A1 Journal article – refereed
RAD51C is a susceptibility gene for ovarian cancer

List of Authors: Pelttari LM, Heikkinen T, Thompson D, Kallioniemi A, Schleutker J, Holli K, Blomqvist C, Aittomaki K, Butzow R, Nevanlinna H
Publication year: 2011
Journal: Human Molecular Genetics
Journal name in source: HUMAN MOLECULAR GENETICS
Journal acronym: HUM MOL GENET
Volume number: 20
Number of pages: 11
ISSN: 0964-6906

A homozygous mutation in the RAD51C gene was recently found to cause Fanconi anemia-like disorder. Furthermore, six heterozygous deleterious RAD51C mutations were detected in German breast and ovarian cancer families.
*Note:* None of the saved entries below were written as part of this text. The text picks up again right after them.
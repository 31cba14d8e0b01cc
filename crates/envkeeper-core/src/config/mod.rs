//! Configuration loading: the environment descriptor and runtime settings

mod hierarchical_loader;
mod loader;

pub use hierarchical_loader::{HierarchicalConfigLoader, CONFIG_FILE_NAME};
pub use loader::{validate, DescriptorFile, DESCRIPTOR_FILE_NAME};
We screened 277 Finnish familial breast or ovarian cancer patients for RAD51C and identified two recurrent deleterious mutations (c.93delG and c.837+1G > A). These mutations were further genotyped in 491 familial breast cancer patients, 409 unselected ovarian cancer patients and two series of unselected breast cancer cases (884 from Helsinki and 686 from Tampere) and population controls (1279 and 807, respectively). The mutation frequency among all breast cancer cases was not different from the controls (4 out of 2239, 0.2% versus population controls 2 out of 2086, 0.1%, P = 0.7). In the Helsinki series, each mutation was found in four cases with personal or family history of ovarian cancer. No mutations were found among cases with familial breast cancer only, four out of the eight carriers did not have family history of breast cancer. The mutations associated with an increased risk of familial breast and ovarian cancer (OR: 13.59, 95% CI 1.89-97.6, P = 0.026 compared with controls), but especially with familial ovarian cancer in the absence of breast cancer (OR: 213, 95% CI 25.6-1769, P = 0.0002) and also with unselected ovarian cancer (OR: 6.31, 95% CI 1.15-34.6, P = 0.033), with a significantly higher mutation rate among the familial cases (two out of eight, 25%) than the unselected ovarian cancer cases (4 out of 409, 1%) (OR: 33.8, 95% CI 5.15-221, P = 0.005). These results suggest RAD51C as the first moderate-to-high risk susceptibility gene for ovarian cancer.